[Saved entries]
//! Worker side of a process-isolated stream.
//!
//! The worker owns the decoder. While idle it keeps grabbing (and discarding)
//! frames so the decoder's internal queue never lags. A `RequestFrame` decodes
//! the current position and replies. After a reply the worker blocks until
//! the parent sends `Acknowledge`, so a parent that stopped reading does not
//! keep the stream busy. `Close` or a closed request pipe releases the stream
//! and ends the loop.

use anyhow::{Context, Result};
use std::io::{Read, Write};
use std::sync::mpsc::{self, TryRecvError};
use std::time::Duration;

use super::decoder::StreamDecoder;
use super::protocol::{read_request, write_reply, Reply, Request};

/// Back-off after a failed grab so a broken stream does not spin.
const GRAB_ERROR_BACKOFF: Duration = Duration::from_millis(100);

/// Counters reported when the worker exits.
#[derive(Clone, Copy, Debug, Default, PartialEq, Eq)]
pub struct WorkerSummary {
    pub grabbed: u64,
    pub served: u64,
    pub decode_errors: u64,
}

enum Incoming {
    Request(Request),
    Closed,
    Failed(String),
}

/// Serve requests from `requests` until close, writing replies to `replies`.
pub fn run_worker<R, W>(
    mut decoder: Box<dyn StreamDecoder>,
    requests: R,
    mut replies: W,
) -> Result<WorkerSummary>
where
    R: Read + Send + 'static,
    W: Write,
{
    let (tx, rx) = mpsc::channel();
    std::thread::Builder::new()
        .name("stream-worker-requests".into())
        .spawn(move || forward_requests(requests, tx))
        .context("spawn request reader")?;

    let mut summary = WorkerSummary::default();
    log::info!("StreamWorker: serving {}", decoder.describe());

    let mut awaiting_ack = false;
    loop {
        let incoming = if awaiting_ack {
            rx.recv().map_err(|_| TryRecvError::Disconnected)
        } else {
            rx.try_recv()
        };
        match incoming {
            Ok(Incoming::Request(Request::RequestFrame)) => {
                let reply = match decoder.retrieve() {
                    Ok(image) => {
                        summary.served += 1;
                        Reply::Frame(image)
                    }
                    Err(err) => {
                        summary.decode_errors += 1;
                        log::warn!("StreamWorker: decode failed: {:#}", err);
                        Reply::Error(format!("{:#}", err))
                    }
                };
                if let Err(err) = write_reply(&mut replies, &reply) {
                    log::warn!("StreamWorker: parent went away: {:#}", err);
                    break;
                }
                awaiting_ack = true;
            }
            Ok(Incoming::Request(Request::Acknowledge)) => awaiting_ack = false,
            Ok(Incoming::Request(Request::Close)) | Ok(Incoming::Closed) => break,
            Ok(Incoming::Failed(reason)) => {
                log::warn!("StreamWorker: request pipe failed: {}", reason);
                break;
            }
            Err(TryRecvError::Disconnected) => break,
            Err(TryRecvError::Empty) => match decoder.grab() {
                Ok(()) => summary.grabbed += 1,
                Err(err) => {
                    log::warn!("StreamWorker: grab failed: {:#}", err);
                    std::thread::sleep(GRAB_ERROR_BACKOFF);
                }
            },
        }
    }

    decoder.release();
    log::info!(
        "StreamWorker: connection closed (grabbed={}, served={}, errors={})",
        summary.grabbed,
        summary.served,
        summary.decode_errors
    );
    Ok(summary)
}

fn forward_requests<R: Read>(mut requests: R, tx: mpsc::Sender<Incoming>) {
    loop {
        let incoming = match read_request(&mut requests) {
            Ok(Some(request)) => Incoming::Request(request),
            Ok(None) => Incoming::Closed,
            Err(err) => Incoming::Failed(format!("{:#}", err)),
        };
        let last = !matches!(
            incoming,
            Incoming::Request(Request::Acknowledge | Request::RequestFrame)
        );
        if tx.send(incoming).is_err() || last {
            return;
        }
    }
}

** Assignment **
Nothing beyond the line that contains "mut decoder: Box<dyn" belongs in the answer; reproduce the entries exactly from their first line through it.

** Output **
//! Worker side of a process-isolated stream.
//!
//! The worker owns the decoder. While idle it keeps grabbing (and discarding)
//! frames so the decoder's internal queue never lags. A `RequestFrame` decodes
//! the current position and replies. After a reply the worker blocks until
//! the parent sends `Acknowledge`, so a parent that stopped reading does not
//! keep the stream busy. `Close` or a closed request pipe releases the stream
//! and ends the loop.

use anyhow::{Context, Result};
use std::io::{Read, Write};
use std::sync::mpsc::{self, TryRecvError};
use std::time::Duration;

use super::decoder::StreamDecoder;
use super::protocol::{read_request, write_reply, Reply, Request};

/// Back-off after a failed grab so a broken stream does not spin.
const GRAB_ERROR_BACKOFF: Duration = Duration::from_millis(100);

/// Counters reported when the worker exits.
#[derive(Clone, Copy, Debug, Default, PartialEq, Eq)]
pub struct WorkerSummary {
    pub grabbed: u64,
    pub served: u64,
    pub decode_errors: u64,
}

enum Incoming {
    Request(Request),
    Closed,
    Failed(String),
}

/// Serve requests from `requests` until close, writing replies to `replies`.
pub fn run_worker<R, W>(
    mut decoder: Box<dyn StreamDecoder>,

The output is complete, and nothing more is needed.